È forse possibile far derivare tale necessità dalla semplice considerazione che la maggior parte del patrimonio immobiliare italiano (se non la quasi totalità) è in regime di condominio e che, pertanto, la considerevole mole di denaro amministrato deve essere oggetto di una rigorosa attività di rendicontazione e, ove occorra, di controllo.
L'attività del revisore deve, però, ad avviso di scrive, ritenersi connotata da scopi differenti a seconda del fatto che la stessa sia tesa a 1) predisporre un rendiconto consuntivo nell'ipotesi in cui il medesimo non sia stato ancora formato (ad esempio, nel caso in cui l'amministratore uscente non lo abbia redatto); 2) verificare la contabilità nell'ipotesi di un rendiconto formato, ma non approvato (si pensi al caso dell'amministratore che lo abbia redatto e sia stato revocato prima che potesse sottoporlo all'approvazione dell'assemblea) ovvero; 3) verificare la contabilità nell'ipotesi di un rendiconto redatto e approvato, dal quale, solo successivamente alla scadenza del termine di cui all'art. 1137, comma 2, Codice civile, emergano criticità nella gestione del patrimonio comune (ad esempio, ammanchi di cassa; inserimento di poste contabili non preventivate; spese urgenti non ratificate; asserite anticipazioni da parte dell'amministratore; ecc.).

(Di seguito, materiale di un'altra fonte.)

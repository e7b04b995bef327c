//! Piecewise-linear interpolation over a triangulation of scattered points
//!
//! Given source coordinates, their values and a fill value, builds a
//! simplicial mesh once and evaluates the barycentric (linear) interpolant
//! at arbitrary points:
//! - 1-D: sorted segments between consecutive abscissae
//! - 2-D: Delaunay triangulation (incremental Bowyer-Watson with ghost
//!   triangles on the hull)
//!
//! Points outside the convex hull of the sources receive the fill value.

use ndarray::{Array2, ArrayView2};
use scatterfill_core::{CoordinateSet, Error, Result};

use crate::maybe_rayon::*;

/// Negative slack allowed on barycentric coordinates at triangle edges
const EDGE_TOLERANCE: f64 = -1e-10;

/// Vertex at infinity closing the hull edges during triangulation
const GHOST: usize = usize::MAX;

/// A triangle defined by three vertex indices
#[derive(Debug, Clone, Copy)]
struct Triangle {
    v0: usize,
    v1: usize,
    v2: usize,
}

#[derive(Debug)]
enum Mesh {
    /// Source indices ordered by abscissa, duplicates removed
    Segments(Vec<usize>),
    Triangles(Vec<Triangle>),
}

/// Linear interpolant over a fixed set of sources and values.
#[derive(Debug)]
pub struct LinearNd<'a> {
    points: &'a CoordinateSet,
    values: ArrayView2<'a, f64>,
    fill_value: f64,
    mesh: Mesh,
}

impl<'a> LinearNd<'a> {
    /// Triangulate `points` and attach `values` (one row per point).
    ///
    /// # Errors
    /// - `ShapeMismatch` if `values` does not have one row per point
    /// - `UnsupportedDimension` for points with more than two dimensions
    pub fn new(
        points: &'a CoordinateSet,
        values: ArrayView2<'a, f64>,
        fill_value: f64,
    ) -> Result<Self> {
        if values.nrows() != points.len() {
            return Err(Error::ShapeMismatch {
                expected: points.len(),
                actual: values.nrows(),
                context: "linear interpolant",
            });
        }

        let mesh = match points.dim() {
            _ if points.is_empty() => Mesh::Segments(Vec::new()),
            1 => Mesh::Segments(sorted_abscissae(points)),
            2 => Mesh::Triangles(delaunay(points)),
            dim => {
                return Err(Error::UnsupportedDimension {
                    dim,
                    context: "linear interpolation",
                })
            }
        };

        Ok(Self {
            points,
            values,
            fill_value,
            mesh,
        })
    }

    /// Number of triangles (2-D) or segments (1-D) in the mesh
    pub fn num_simplices(&self) -> usize {
        match &self.mesh {
            Mesh::Segments(order) => order.len().saturating_sub(1),
            Mesh::Triangles(tris) => tris.len(),
        }
    }

    /// Evaluate the interpolant at every point of `targets`.
    ///
    /// Returns a (targets × channels) array.
    pub fn evaluate(&self, targets: &CoordinateSet) -> Result<Array2<f64>> {
        self.points.ensure_same_dim(targets)?;
        let channels = self.values.ncols();

        let data: Vec<f64> = (0..targets.len())
            .into_par_iter()
            .flat_map(|t| match self.locate(targets.point(t)) {
                Some(weights) => {
                    let mut acc = vec![0.0; channels];
                    for (ix, w) in weights {
                        for (a, &v) in acc.iter_mut().zip(self.values.row(ix)) {
                            *a += w * v;
                        }
                    }
                    acc
                }
                None => vec![self.fill_value; channels],
            })
            .collect();

        Ok(Array2::from_shape_vec((targets.len(), channels), data)?)
    }

    /// Barycentric weights of the simplex enclosing `q`, if any.
    fn locate(&self, q: &[f64]) -> Option<Vec<(usize, f64)>> {
        match &self.mesh {
            Mesh::Segments(order) => {
                let x = q[0];
                let pos = order.partition_point(|&i| self.points.point(i)[0] < x);
                if pos < order.len() && self.points.point(order[pos])[0] == x {
                    return Some(vec![(order[pos], 1.0)]);
                }
                if pos == 0 || pos == order.len() {
                    return None;
                }
                let (i0, i1) = (order[pos - 1], order[pos]);
                let x0 = self.points.point(i0)[0];
                let x1 = self.points.point(i1)[0];
                let t = (x - x0) / (x1 - x0);
                Some(vec![(i0, 1.0 - t), (i1, t)])
            }
            Mesh::Triangles(tris) => {
                // brute force; fine for moderate triangle counts
                tris.iter().find_map(|tri| {
                    let (u, v, w) = barycentric(
                        xy(self.points, tri.v0),
                        xy(self.points, tri.v1),
                        xy(self.points, tri.v2),
                        (q[0], q[1]),
                    )?;
                    (u >= EDGE_TOLERANCE && v >= EDGE_TOLERANCE && w >= EDGE_TOLERANCE)
                        .then(|| vec![(tri.v0, u), (tri.v1, v), (tri.v2, w)])
                })
            }
        }
    }
}

#[inline]
fn xy(points: &CoordinateSet, i: usize) -> (f64, f64) {
    let p = points.point(i);
    (p[0], p[1])
}

/// Source indices sorted by abscissa; of duplicate abscissae the lowest
/// index is kept.
fn sorted_abscissae(points: &CoordinateSet) -> Vec<usize> {
    let mut order: Vec<usize> = (0..points.len())
        .filter(|&i| points.point(i)[0].is_finite())
        .collect();
    order.sort_by(|&a, &b| {
        points.point(a)[0]
            .total_cmp(&points.point(b)[0])
            .then(a.cmp(&b))
    });
    order.dedup_by(|b, a| points.point(*a)[0] == points.point(*b)[0]);
    order
}

/// Twice the signed area of (a, b, c); positive when counter-clockwise
#[inline]
fn orient(a: (f64, f64), b: (f64, f64), c: (f64, f64)) -> f64 {
    (b.0 - a.0) * (c.1 - a.1) - (b.1 - a.1) * (c.0 - a.0)
}

/// Whether `p` lies strictly inside the circumcircle of the
/// counter-clockwise triangle (a, b, c)
fn in_circumcircle(a: (f64, f64), b: (f64, f64), c: (f64, f64), p: (f64, f64)) -> bool {
    let (adx, ady) = (a.0 - p.0, a.1 - p.1);
    let (bdx, bdy) = (b.0 - p.0, b.1 - p.1);
    let (cdx, cdy) = (c.0 - p.0, c.1 - p.1);

    let det = (adx * adx + ady * ady) * (bdx * cdy - cdx * bdy)
        + (bdx * bdx + bdy * bdy) * (cdx * ady - adx * cdy)
        + (cdx * cdx + cdy * cdy) * (adx * bdy - bdx * ady);
    det > 0.0
}

/// Whether `p`, collinear with a and b, lies strictly between them
fn strictly_between(a: (f64, f64), b: (f64, f64), p: (f64, f64)) -> bool {
    let t = (p.0 - a.0) * (b.0 - a.0) + (p.1 - a.1) * (b.1 - a.1);
    let len_sq = (b.0 - a.0).powi(2) + (b.1 - a.1).powi(2);
    t > 0.0 && t < len_sq
}

/// Barycentric coordinates of `p` within triangle (p0, p1, p2).
///
/// Returns (u, v, w) where the interpolated value is u*z0 + v*z1 + w*z2,
/// or `None` for a degenerate triangle.
fn barycentric(
    p0: (f64, f64),
    p1: (f64, f64),
    p2: (f64, f64),
    p: (f64, f64),
) -> Option<(f64, f64, f64)> {
    let v0x = p1.0 - p0.0;
    let v0y = p1.1 - p0.1;
    let v1x = p2.0 - p0.0;
    let v1y = p2.1 - p0.1;
    let v2x = p.0 - p0.0;
    let v2y = p.1 - p0.1;

    let dot00 = v0x * v0x + v0y * v0y;
    let dot01 = v0x * v1x + v0y * v1y;
    let dot02 = v0x * v2x + v0y * v2y;
    let dot11 = v1x * v1x + v1y * v1y;
    let dot12 = v1x * v2x + v1y * v2y;

    let denom = dot00 * dot11 - dot01 * dot01;
    if denom.abs() <= 1e-12 * dot00 * dot11 {
        return None;
    }

    let inv_denom = 1.0 / denom;
    let v = (dot11 * dot02 - dot01 * dot12) * inv_denom;
    let w = (dot00 * dot12 - dot01 * dot02) * inv_denom;
    let u = 1.0 - v - w;

    Some((u, v, w))
}

/// Build a Delaunay triangulation using the Bowyer-Watson algorithm.
///
/// Instead of an enclosing super-triangle, every hull edge carries a
/// "ghost" triangle whose third vertex is the point at infinity. A ghost's
/// circumcircle is the open half-plane beyond its edge (plus the open edge
/// itself), so a point outside the current hull removes exactly the ghosts
/// whose edges it can see and the result covers the whole convex hull.
///
/// Triangle vertices index into `points`, counter-clockwise. Duplicate
/// points are triangulated once, using their lowest index. Fewer than
/// three points, or all points collinear, give no triangles.
fn delaunay(points: &CoordinateSet) -> Vec<Triangle> {
    let unique = unique_points(points);
    if unique.len() < 3 {
        return Vec::new();
    }

    // Seed triangle: the first two points and the first one off their line
    let (a, b) = (unique[0], unique[1]);
    let Some(seed) = unique[2..]
        .iter()
        .position(|&c| orient(xy(points, a), xy(points, b), xy(points, c)) != 0.0)
        .map(|pos| pos + 2)
    else {
        return Vec::new();
    };
    let c = unique[seed];
    let (b, c) = if orient(xy(points, a), xy(points, b), xy(points, c)) > 0.0 {
        (b, c)
    } else {
        (c, b)
    };

    let mut triangles = vec![
        Triangle { v0: a, v1: b, v2: c },
        Triangle { v0: b, v1: a, v2: GHOST },
        Triangle { v0: c, v1: b, v2: GHOST },
        Triangle { v0: a, v1: c, v2: GHOST },
    ];

    for (k, &src) in unique.iter().enumerate() {
        if k < 2 || k == seed {
            continue;
        }
        let point = xy(points, src);

        let bad_triangles: Vec<usize> = triangles
            .iter()
            .enumerate()
            .filter(|(_, tri)| cavity_contains(points, tri, point))
            .map(|(ti, _)| ti)
            .collect();

        // Boundary of the cavity: edges not shared by two bad triangles
        let mut boundary: Vec<(usize, usize)> = Vec::new();
        for &bi in &bad_triangles {
            let tri = &triangles[bi];
            for (ea, eb) in [(tri.v0, tri.v1), (tri.v1, tri.v2), (tri.v2, tri.v0)] {
                let shared = bad_triangles.iter().any(|&oi| {
                    if oi == bi {
                        return false;
                    }
                    let other = &triangles[oi];
                    [
                        (other.v0, other.v1),
                        (other.v1, other.v2),
                        (other.v2, other.v0),
                    ]
                    .iter()
                    .any(|&(oa, ob)| (oa == ea && ob == eb) || (oa == eb && ob == ea))
                });

                if !shared {
                    boundary.push((ea, eb));
                }
            }
        }

        // Remove bad triangles (in reverse order to preserve indices)
        for &bi in bad_triangles.iter().rev() {
            triangles.swap_remove(bi);
        }

        // Re-triangulate the cavity as a fan around the new point,
        // keeping the ghost vertex in the last slot
        for (ea, eb) in boundary {
            let tri = if ea == GHOST {
                Triangle { v0: eb, v1: src, v2: GHOST }
            } else if eb == GHOST {
                Triangle { v0: src, v1: ea, v2: GHOST }
            } else {
                Triangle { v0: ea, v1: eb, v2: src }
            };
            triangles.push(tri);
        }
    }

    triangles.retain(|tri| tri.v2 != GHOST);
    triangles
}

/// Whether inserting `p` destroys `tri`.
fn cavity_contains(points: &CoordinateSet, tri: &Triangle, p: (f64, f64)) -> bool {
    let a = xy(points, tri.v0);
    let b = xy(points, tri.v1);
    if tri.v2 == GHOST {
        // outside the hull is to the left of a ghost edge
        let side = orient(a, b, p);
        side > 0.0 || (side == 0.0 && strictly_between(a, b, p))
    } else {
        in_circumcircle(a, b, xy(points, tri.v2), p)
    }
}

/// Indices of the finite, pairwise distinct points (lowest index wins).
fn unique_points(points: &CoordinateSet) -> Vec<usize> {
    let mut order: Vec<usize> = (0..points.len())
        .filter(|&i| points.point(i).iter().all(|c| c.is_finite()))
        .collect();
    order.sort_by(|&a, &b| {
        let (ax, ay) = xy(points, a);
        let (bx, by) = xy(points, b);
        ax.total_cmp(&bx)
            .then(ay.total_cmp(&by))
            .then(a.cmp(&b))
    });
    order.dedup_by(|b, a| xy(points, *a) == xy(points, *b));
    order.sort_unstable();
    order
}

Qualora ricorra la prima o la seconda ipotesi, è evidente che l'attività di revisione sia semplicemente volta a consentire al condominio di munirsi del rendiconto da esaminare e, eventualmente, da approvare nella prospettiva di una normale prosecuzione della gestione.
Molto più complessa – ma interessante – è, invece, l'ipotesi n. 3), al verificarsi della quale l'attività di revisione non può che essere tesa ad ottenere il risarcimento del danno arrecato dall'amministratore al condominio attraverso un operato non conforme agli stringenti obblighi di legge.
In tal caso, a nulla rileverà il fatto che la delibera di approvazione del rendiconto consuntivo non sia stata impugnata entro i termini di legge. Difatti, il legislatore, stabilendo che il revisore possa verificare la contabilità afferente ad annualità specificamente identificate – dunque, anche risalenti nel tempo –, sembrerebbe aver implicitamente sancito, limitatamente all'argomento di cui trattasi, l'abrogazione del divieto di impugnare le delibere approvative di rendiconto consuntivo d'esercizio oltre il detto termine perentorio.
Deve, pertanto, ritenersi desueta la giurisprudenza in virtù della quale tale preclusione è superabile solo ove ricorrano vizi di nullità della delibera (per dolo o colpa grave; si vedano le sentenze del Tribunale di Milano, n. 7460/2005 e della Corte d'appello di Milano, del 20 maggio 1992) e non anche vizi di annullabilità (per meri errori contabili).
La cosiddetta “riforma del condominio” potrebbe, pertanto, costringere molti amministratori a trascorrere notti insonni, confidando unicamente nella intervenuta prescrizione dell'azione risarcitoria.